White Night is a book I recently reviewed. It's a novel about a confrontation between well-funded South American revolutionaries (FSAD) attempting to seize the Antarctic Peninsula, and a secret United Nations mini-carrier (the U Thant).

There's a lot of military action in the early parts of the novel, but it's not something you'd be excited to put on your tabletop – it's the revolutionaries bombing polar bases and intercepting unarmed vehicles or ships. So it's not until page 203 that we get something we can really wargame…

Rebel Side

Sancho Amador, mercenary pilot for the FSAD, is flying patrol over the Antarctic Peninsula. He's alone, because his wingman went back to base for repairs, and he doesn't know what he's looking for, because no enemy planes are thought to be in the area. So he's just having fun when his nose comes down and his radar detects a low-flying aircraft. He doesn't recognize the type, but it definitely doesn't belong here!

The novel mentions that Sancho is flying a Mirage 2000. Elsewhere in the novel, we're told the rebels are equipped with a mix of Mirage A, B and C, with only the C having an integral gun (the others could have gun pods).
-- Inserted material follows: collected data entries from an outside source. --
/// Aggregates quantity, description and display name per normalized part.
/// Rows without a parsable quantity count as zero; a missing quantity
/// column counts every row once.
fn extract_part_quantities(table: &Table, markers: &MarkerColumns) -> Aggregates {
    let mut quantities: BTreeMap<String, f64> = BTreeMap::new();
    let mut descriptions: BTreeMap<String, String> = BTreeMap::new();
    let mut display: BTreeMap<String, String> = BTreeMap::new();
    let mut debug_logs: Vec<String> = Vec::new();

    let qty_col = table.quantity_column();
    let part_col = table.part_column();
    let desc_col = table.description_column(part_col, &markers.excluded());
    debug_logs.push(format!(
        "[{}] 数量列: {}, 料号列: {}, 描述列: {}",
        table.name(),
        column_debug(qty_col),
        column_debug(part_col),
        column_debug(desc_col)
    ));

    let Some(part_col) = part_col else {
        return (quantities, descriptions, display, debug_logs);
    };

    for row_idx in 1..table.row_count() {
        let row_len = table.rows()[row_idx].len();
        if part_col >= row_len {
            continue;
        }

        let Some((normalized, display_no, override_desc)) =
            resolve_row_part(table, row_idx, part_col, markers)
        else {
            continue;
        };
        display.entry(normalized.clone()).or_insert(display_no);

        let mut desc_value = override_desc;
        if desc_value.is_none() {
            let desc_text = match desc_col {
                Some(col) => table.cell(row_idx, col).trim(),
                None => table.cell(row_idx, part_col + 1).trim(),
            };
            if !desc_text.is_empty() {
                desc_value = Some(desc_text.to_string());
            }
        }
        if let Some(desc) = desc_value {
            descriptions.entry(normalized.clone()).or_insert(desc);
        }

        let mut quantity = 1.0;
        if let Some(col) = qty_col {
            if col < row_len {
                let raw = table.cell(row_idx, col);
                match parse_quantity(raw) {
                    Some(parsed) => quantity = parsed,
                    None => {
                        quantity = 0.0;
                        debug_logs.push(format!(
                            "[{}] 行{} 数量列值 {:?} 无法解析，按0处理",
                            table.name(),
                            row_idx + 1,
                            raw
                        ));
                    }
                }
            }
        }

        *quantities.entry(normalized).or_insert(0.0) += quantity;
    }

    (quantities, descriptions, display, debug_logs)
}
The armament is the Matra R.530 air-to-air missile (number not given). Fighter's markings are not described, but appear on an alternate novel cover:

White Night

Sancho is 60 kilometers south of Primavera Base (the rebel HQ), 30 kilometers inland, at 8,000 meters altitude, sun behind him, in a nose-down attitude when his picks up the enemy on radar.

These special rules should apply:

Inexperienced Pilot
Sancho lacks the knowledge to identify the enemy aircraft.
Pride & Glory
Sancho's goal is to bring back gun-camera film proving that he has been the first to be blooded against an armed adversary. He does not inform Primavera Base of his interception.
Limited Sensors
The rebels have a C-130 transport up as radar patrol, but it has no look-down radar capacity and cannot detect the enemy aircraft at its current low altitude.

U.N. Side

Colonel James 'Shark' Cady (U.S. Marines) is the U.N. air group commander. He is returning from a flight to drop supplies to Antarctic scientists. It was hoped that by flying a low level, he could escape detection.

He is flying a Harrier III at 450 knots, 500 meters off the ground, heading west, radar off, IFF off. Armed with at least two AIM-9L Super Sidewinders. Aircraft is low-viz gray with no markings – or would you use an 'unidentified' marker?

These special rules should apply:

Experienced Pilot
Veteran of Vietnam, Grenada, Persian Gulf.
Limited Sensors
Out of range of ship radar. Satellite intelligence not yet available.

The Scenario

Would you game this? Is it fair? What would you change to make it a better scenario – more planes? What information would you add?

For repeat playability, the unknown aircraft could be determined by dieroll.

In the novel, the Harrier pilot evades the Mirage's heat-seeking missile by keeping his hot exhaust turned away, dodges the Mirage's guns by vectoring thrust, then fires a Sidewinder up the Mirage's tail. Realistic? Can you do that in your ruleset?